Ozone long-range transport in the Balkans

Based on one year ground level ozone and NOx and six months' CO measurements, two major routes of long-range transported ozone were derived, route 1 from the north–northeast and route 2 from the west, both appearing locally as NE–E winds. During the cold and rainy periods low pressure systems over central Mediterranean in conjunction with highs over central-eastern Europe created strong NE–E winds at our site, route 1. In these periods ozone exhibited little diurnal variation with midday/night ratios 0.97–0.99, NOx less than 3 ppb, while temperature and relative humidity remained rather constant day and night. Less frequently, lows in the Mediterranean without highs over central-eastern Europe, also caused NE–E but weaker winds, which eventually had western origin, route 2. The midday/night ozone ratio was 1.08, and NOx was slightly larger. The stronger the NE–E winds the larger the ozone concentration and the smaller the NOx and CO. In the spring the frequency of lows in the Mediterranean decreased and in the summer stagnating highs prevailed. As a consequence the periods of long-range transport from the north decreased and midday/night ozone ratios varied from 1.2 to 1.3 due to the greater photochemical activity. Still in certain periods under strong northerlies diurnal ozone variation was also small and midday/night ratios dropped to 0.97–0.99. In the warm period air masses were originating mostly from W–NW and ozone and NOx had significant diurnal variation and higher mixing ratios. When transport from the north was indicated air mass back-trajectories were originating mostly in central-eastern Europe, while for transport from the west, back-trajectories were originating in western Mediterranean. Under transport conditions to Patras, ozone levels at Aliartos, 150 km east of Patras, an upwind EMEP site, on the trajectory path from the north, had diurnal ozone variation similar to Patras. In the cold months, ozone values observed at upwind EMEP stations in Bulgaria, Hungary, Slovakia, Poland, Lithuania and Malta were similar if not larger than those measured, under transport conditions, in Patras. In these periods the transported ozone concentration was larger than that due to local formation, whereas in the warm months locally formed ozone was larger. Because long-range transport ozone is very important for rural areas the ozone levels at the Greek EMEP sites were compared to those measured in Patras.

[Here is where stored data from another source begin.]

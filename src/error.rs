//! Error types for wrkmon-setup operations.
//!
//! This module defines [`SetupError`], the primary error type used throughout
//! the application, and a [`Result`] type alias for convenience.
//!
//! # Error Handling Strategy
//!
//! - Strategy-level failures are values ([`AttemptFailed`](crate::requirements::AttemptFailed)),
//!   recovered by moving on to the next strategy
//! - `SetupError` covers run-level failures and the ambient concerns
//!   (config, IO, update checks)
//! - Use `anyhow::Error` (via `SetupError::Other`) for unexpected errors

use std::path::PathBuf;
use thiserror::Error;

/// Core error type for wrkmon-setup operations.
#[derive(Debug, Error)]
pub enum SetupError {
    /// The host OS or package manager could not be recognized.
    #[error("Could not recognize {what}: {detail}")]
    DetectionAmbiguous { what: String, detail: String },

    /// A strategy needs root but no elevation helper is available.
    #[error("'{strategy}' requires root privileges and neither sudo nor doas is available")]
    PrivilegeInsufficient { strategy: String },

    /// Every strategy for a dependency failed.
    #[error("All installation strategies for '{dependency}' failed: {attempts}")]
    StrategyExhausted {
        dependency: String,
        attempts: String,
    },

    /// An external command returned nonzero or could not be spawned.
    #[error("Command failed with exit code {code:?}: {command}")]
    ExternalToolFailure { command: String, code: Option<i32> },

    /// Configuration file not found at expected location.
    #[error("Configuration not found: {path}")]
    ConfigNotFound { path: PathBuf },

    /// Failed to parse configuration file.
    #[error("Failed to parse config at {path}: {message}")]
    ConfigParseError { path: PathBuf, message: String },

    /// Querying the package index for a newer release failed.
    #[error("Update check failed: {message}")]
    UpdateCheckFailed { message: String },

    /// IO error wrapper.
    #[error("IO error: {0}")]
    Io(#[from] std::io::Error),

    /// Generic wrapped error for anyhow interop.
    #[error(transparent)]
    Other(#[from] anyhow::Error),
}

/// Result type alias for wrkmon-setup operations.
pub type Result<T> = std::result::Result<T, SetupError>;

#[cfg(test)]
mod tests {
    use super::*;

    #[test]
    fn detection_ambiguous_displays_what_and_detail() {
        let err = SetupError::DetectionAmbiguous {
            what: "operating system".into(),
            detail: "kernel reported 'Haiku'".into(),
        };
        let msg = err.to_string();
        assert!(msg.contains("operating system"));
        assert!(msg.contains("Haiku"));
    }

    #[test]
    fn privilege_insufficient_names_strategy() {
        let err = SetupError::PrivilegeInsufficient {
            strategy: "apt-get install mpv".into(),
        };
        assert!(err.to_string().contains("apt-get install mpv"));
    }

    #[test]
    fn strategy_exhausted_displays_dependency_and_attempts() {
        let err = SetupError::StrategyExhausted {
            dependency: "mpv".into(),
            attempts: "apt: exited with code 100".into(),
        };
        let msg = err.to_string();
        assert!(msg.contains("mpv"));
        assert!(msg.contains("exited with code 100"));
    }

    #[test]
    fn external_tool_failure_displays_command_and_code() {
        let err = SetupError::ExternalToolFailure {
            command: "brew install mpv".into(),
            code: Some(1),
        };
        let msg = err.to_string();
        assert!(msg.contains("brew install mpv"));
        assert!(msg.contains("1"));
    }

    #[test]
    fn config_parse_error_displays_path_and_message() {
        let err = SetupError::ConfigParseError {
            path: PathBuf::from("/home/me/.wrkmon-setup/config.yml"),
            message: "invalid type".into(),
        };
        let msg = err.to_string();
        assert!(msg.contains("config.yml"));
        assert!(msg.contains("invalid type"));
    }

    #[test]
    fn io_error_converts_from_std() {
        let io_err = std::io::Error::new(std::io::ErrorKind::NotFound, "file missing");
        let err: SetupError = io_err.into();
        assert!(matches!(err, SetupError::Io(_)));
    }

    #[test]
    fn anyhow_error_converts_to_other() {
        let err: SetupError = anyhow::anyhow!("boom").into();
        assert!(matches!(err, SetupError::Other(_)));
        assert_eq!(err.to_string(), "boom");
    }
}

Research highlights► Ground level ozone measurements are used to determine periods of long-range ozone transport. ► Air mass back-trajectories indicate transport routes from central-east Europe and western Mediterranean. ► In winter, under transport conditions, ozone levels at upwind EMEP sites are equal or higher than in Patras. ► In winter, transported ozone concentrations are higher than those due to local conditions.